No que diz respeito ao acompanhamento do sistema ambulatorial, quanto à auditoria, pode-se afirmar que
I- A auditoria dos atendimentos ambulatoriais é predominantemente analítica. Com exceção dos procedimentos que exigem avaliação prévia, a quase totalidade dos recursos utilizados é avaliada retrospectivamente. A visão do conjunto pode apontar a necessidade de desenvolver ações de controle e estudos mais detalhados.

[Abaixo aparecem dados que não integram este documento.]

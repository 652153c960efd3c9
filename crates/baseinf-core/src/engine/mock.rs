//! In-memory stand-in for a llama.cpp model, used by the engine tests.
//!
//! Tokens are plain integers: BOS and EOS are fixed, prompt words get ids
//! from 1000 upward, and anything else renders as " t{id}". Every call that
//! matters is recorded in a shared event log so tests can check ordering.

use std::cell::RefCell;
use std::collections::HashMap;
use std::path::Path;
use std::rc::Rc;

use baseinf_abi::backend::{
    InferenceSession, ModelParams, PerfCounters, SessionParams, TextModel,
};
use baseinf_abi::error::{EngineError, Result};
use baseinf_abi::token::Token;

#[derive(Debug, Clone, PartialEq)]
pub enum Event {
    Loaded(i32),
    SessionCreated(SessionParams),
    Encode(Vec<Token>),
    Decode(Vec<Token>, usize),
    Sample(Token),
    Released(&'static str),
}

pub type EventLog = Rc<RefCell<Vec<Event>>>;

#[derive(Debug, Clone, Default)]
pub struct MockBehavior {
    /// Tokens the sampler returns first, in order.
    pub script: Vec<Token>,
    /// 0-based decode call that fails.
    pub fail_decode_at: Option<usize>,
    pub fail_piece_for: Option<Token>,
    pub fail_encode: bool,
    pub fail_session: bool,
    pub load_fails: bool,
    pub tokenize_empty: bool,
    pub encoder: bool,
    pub decoder_start: Option<Token>,
}

impl MockBehavior {
    pub const BOS: Token = Token(1);
    pub const EOS: Token = Token(2);

    /// Greedy pick once the script runs out: a pure function of every token
    /// decoded so far. Never returns BOS or EOS.
    pub fn derive_next(history: &[Token]) -> Token {
        let mix = history
            .iter()
            .enumerate()
            .fold(17u64, |acc, (i, t)| {
                acc.wrapping_mul(31)
                    .wrapping_add((i as u64 + 1) * (t.0 as u64))
            });
        Token(10 + (mix % 50) as i32)
    }
}

#[derive(Default)]
struct State {
    behavior: MockBehavior,
    vocab: HashMap<i32, Vec<u8>>,
    decoded: Vec<Token>,
    sampled: Vec<Token>,
    sample_calls: usize,
    decode_calls: usize,
}

thread_local! {
    static STAGED: RefCell<Option<(MockBehavior, EventLog)>> = const { RefCell::new(None) };
}

pub struct MockModel {
    state: Rc<RefCell<State>>,
    log: EventLog,
}

impl MockModel {
    pub fn new(behavior: MockBehavior) -> Self {
        Self::with_log(behavior, EventLog::default())
    }

    fn with_log(behavior: MockBehavior, log: EventLog) -> Self {
        let state = State {
            behavior,
            ..State::default()
        };
        Self {
            state: Rc::new(RefCell::new(state)),
            log,
        }
    }

    /// Behavior and event log picked up by the next `TextModel::load` on this thread.
    pub fn stage_next_load(behavior: MockBehavior) -> EventLog {
        let log = EventLog::default();
        STAGED.with(|s| *s.borrow_mut() = Some((behavior, log.clone())));
        log
    }

    pub fn open_session(&self) -> MockSession {
        self.new_session(&SessionParams {
            n_ctx: 4096,
            n_batch: 4096,
        })
        .unwrap()
    }

    pub fn events(&self) -> Vec<Event> {
        self.log.borrow().clone()
    }

    pub fn decodes(&self) -> Vec<(Vec<Token>, usize)> {
        self.log
            .borrow()
            .iter()
            .filter_map(|e| match e {
                Event::Decode(tokens, n_past) => Some((tokens.clone(), *n_past)),
                _ => None,
            })
            .collect()
    }

    pub fn sampled(&self) -> Vec<Token> {
        self.state.borrow().sampled.clone()
    }

    /// What the stream should read after `tokens` were emitted.
    pub fn expected_text(&self, tokens: &[Token]) -> String {
        tokens
            .iter()
            .map(|&t| String::from_utf8(self.piece(t)).unwrap())
            .collect()
    }

    fn piece(&self, token: Token) -> Vec<u8> {
        if token == MockBehavior::BOS {
            return Vec::new();
        }
        match self.state.borrow().vocab.get(&token.0) {
            Some(bytes) => bytes.clone(),
            None => format!(" t{}", token.0).into_bytes(),
        }
    }
}

impl Drop for MockModel {
    fn drop(&mut self) {
        self.log.borrow_mut().push(Event::Released("model"));
    }
}

impl TextModel for MockModel {
    type Session<'m>
        = MockSession
    where
        Self: 'm;

    fn load<P: AsRef<Path>>(model_path: P, params: &ModelParams) -> Result<Self> {
        let (behavior, log) = STAGED
            .with(|s| s.borrow_mut().take())
            .unwrap_or_default();
        if behavior.load_fails {
            return Err(EngineError::ModelLoad {
                path: model_path.as_ref().to_path_buf(),
            });
        }
        log.borrow_mut().push(Event::Loaded(params.n_gpu_layers));
        Ok(Self::with_log(behavior, log))
    }

    fn tokenize(&self, text: &str) -> Result<Vec<Token>> {
        let mut state = self.state.borrow_mut();
        if state.behavior.tokenize_empty {
            return Ok(Vec::new());
        }
        let mut tokens = vec![MockBehavior::BOS];
        for (i, word) in text.split_whitespace().enumerate() {
            let id = 1000 + i as i32;
            let piece = if i == 0 {
                word.to_string()
            } else {
                format!(" {word}")
            };
            state.vocab.insert(id, piece.into_bytes());
            tokens.push(Token(id));
        }
        Ok(tokens)
    }

    fn token_to_piece(&self, token: Token) -> Result<Vec<u8>> {
        if self.state.borrow().behavior.fail_piece_for == Some(token) {
            return Err(EngineError::TokenToPiece(token.0));
        }
        Ok(self.piece(token))
    }

    fn is_end_of_generation(&self, token: Token) -> bool {
        token == MockBehavior::EOS
    }

    fn has_encoder(&self) -> bool {
        self.state.borrow().behavior.encoder
    }

    fn decoder_start_token(&self) -> Option<Token> {
        self.state.borrow().behavior.decoder_start
    }

    fn bos_token(&self) -> Token {
        MockBehavior::BOS
    }

    fn new_session(&self, params: &SessionParams) -> Result<MockSession> {
        if self.state.borrow().behavior.fail_session {
            return Err(EngineError::ContextCreate("mock context refused".into()));
        }
        self.log.borrow_mut().push(Event::SessionCreated(*params));
        Ok(MockSession {
            sampler: DropProbe::new("sampler", &self.log),
            context: DropProbe::new("context", &self.log),
            state: self.state.clone(),
            log: self.log.clone(),
        })
    }
}

/// Records its own release in the event log.
pub struct DropProbe {
    what: &'static str,
    log: EventLog,
}

impl DropProbe {
    fn new(what: &'static str, log: &EventLog) -> Self {
        Self {
            what,
            log: log.clone(),
        }
    }
}

impl Drop for DropProbe {
    fn drop(&mut self) {
        self.log.borrow_mut().push(Event::Released(self.what));
    }
}

pub struct MockSession {
    // field order is drop order
    #[allow(dead_code)]
    sampler: DropProbe,
    #[allow(dead_code)]
    context: DropProbe,
    state: Rc<RefCell<State>>,
    log: EventLog,
}

impl InferenceSession for MockSession {
    fn encode(&mut self, tokens: &[Token]) -> Result<()> {
        if self.state.borrow().behavior.fail_encode {
            return Err(EngineError::Encode(-1));
        }
        self.log.borrow_mut().push(Event::Encode(tokens.to_vec()));
        Ok(())
    }

    fn decode(&mut self, tokens: &[Token], n_past: usize) -> Result<()> {
        let mut state = self.state.borrow_mut();
        let call = state.decode_calls;
        state.decode_calls += 1;
        if state.behavior.fail_decode_at == Some(call) {
            return Err(EngineError::Decode {
                n_past,
                n_tokens: tokens.len(),
                code: 1,
            });
        }
        state.decoded.extend_from_slice(tokens);
        self.log
            .borrow_mut()
            .push(Event::Decode(tokens.to_vec(), n_past));
        Ok(())
    }

    fn sample(&mut self) -> Result<Token> {
        let mut state = self.state.borrow_mut();
        let call = state.sample_calls;
        state.sample_calls += 1;
        let token = match state.behavior.script.get(call) {
            Some(&t) => t,
            None => MockBehavior::derive_next(&state.decoded),
        };
        if token != MockBehavior::EOS {
            state.sampled.push(token);
        }
        self.log.borrow_mut().push(Event::Sample(token));
        Ok(token)
    }

    fn perf(&self) -> Option<PerfCounters> {
        let state = self.state.borrow();
        Some(PerfCounters {
            n_sample: state.sampled.len() as i32,
            n_eval: state.decode_calls as i32,
            ..PerfCounters::default()
        })
    }
}
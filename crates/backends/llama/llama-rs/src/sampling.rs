//! Greedy sampler chain.

use std::ptr::NonNull;

use baseinf_abi::error::{EngineError, Result};
use baseinf_abi::token::Token;
use llama_cpp_sys_2::{
    llama_perf_sampler, llama_perf_sampler_data, llama_sampler, llama_sampler_chain_add,
    llama_sampler_chain_init, llama_sampler_free, llama_sampler_init_greedy, llama_sampler_sample,
};
use tracing::debug;

use crate::context::LlamaContext;
use crate::ffi::default_chain_params;
use crate::token::from_raw;

/// Owns a `llama_sampler` chain; freeing the chain frees its members.
pub struct LlamaSampler {
    chain: NonNull<llama_sampler>,
}

impl LlamaSampler {
    /// Chain with a single argmax selector and perf counters on.
    pub fn greedy() -> Result<Self> {
        let chain = unsafe { llama_sampler_chain_init(default_chain_params()) };
        let chain = NonNull::new(chain)
            .ok_or_else(|| EngineError::ContextCreate("llama_sampler_chain_init returned null".into()))?;
        unsafe { llama_sampler_chain_add(chain.as_ptr(), llama_sampler_init_greedy()) };
        debug!("[sampler] greedy chain ready");
        Ok(Self { chain })
    }

    /// Pick from the logits of the last token decoded in `ctx`.
    pub fn sample(&mut self, ctx: &LlamaContext<'_>) -> Result<Token> {
        let id = unsafe { llama_sampler_sample(self.chain.as_ptr(), ctx.as_ptr(), -1) };
        from_raw(id).ok_or_else(|| EngineError::Sample(format!("sampler returned invalid token id {id}")))
    }

    pub fn perf(&self) -> llama_perf_sampler_data {
        unsafe { llama_perf_sampler(self.chain.as_ptr()) }
    }
}

impl Drop for LlamaSampler {
    fn drop(&mut self) {
        debug!("[ffi] llama_sampler_free()");
        unsafe { llama_sampler_free(self.chain.as_ptr()) };
    }
}
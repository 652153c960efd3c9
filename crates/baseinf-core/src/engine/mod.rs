//! base-inf engine: the greedy generation driver and the run pipeline around it.

use baseinf_abi::backend::{InferenceSession, TextModel};

// Child modules (private to this crate). They can access private fields here.
mod decode;
mod pipeline;
mod prefill;
pub(crate) mod utils;

#[cfg(test)]
pub(crate) mod mock;

pub use pipeline::{run, run_with_model};

/// Drives one generation: prompt in, one token per step out.
///
/// Borrows the model (vocabulary queries) and the session (encode, decode,
/// sample). All loop state lives on the stack of [`GenerationDriver::run`];
/// the driver itself keeps nothing between runs.
pub struct GenerationDriver<'a, M: TextModel, S: InferenceSession> {
    model: &'a M,
    session: &'a mut S,
}

impl<'a, M: TextModel, S: InferenceSession> GenerationDriver<'a, M, S> {
    pub fn new(model: &'a M, session: &'a mut S) -> Self {
        Self { model, session }
    }
}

II- A revisão das contas ambulatoriais é feita compatibilizando as faturas com os boletins ou fichas de atendimentos, da seguinte maneira: a) Preliminarmente, os documentos não preenchidos ou com registros ilegíveis devem ser devolvidos com a conta e não pagos; b) A cobrança de itens específicos, sem a devida comprovação objetiva da realização dos mesmos, não deve ser paga; c) Entretanto, devem ser pagas as consultas de urgência repetitivas, subsequentes a um primeiro atendimento, geralmente pelo mesmo profissional e pelo mesmo motivo; e, d) Nos casos em que um atendimento de urgência gerar um procedimento deve ser pago o ato de maior valor.
III- Exames desnecessários, a repetição de exame por deficiência técnica do prestador, não devem ser pagos, uma vez que os procedimentos cirúrgicos ambulatoriais incluem os cuidados pré e pós-operatórios.
IV- Não deve ser paga consulta para revisão. E, quando não houver comprovação da autorização exigida, a conta não deve ser paga.
V- Se as medidas terapêuticas forem incoerentes com o diagnóstico, após análise e justificativa adequada, o atendimento poderá não ser pago.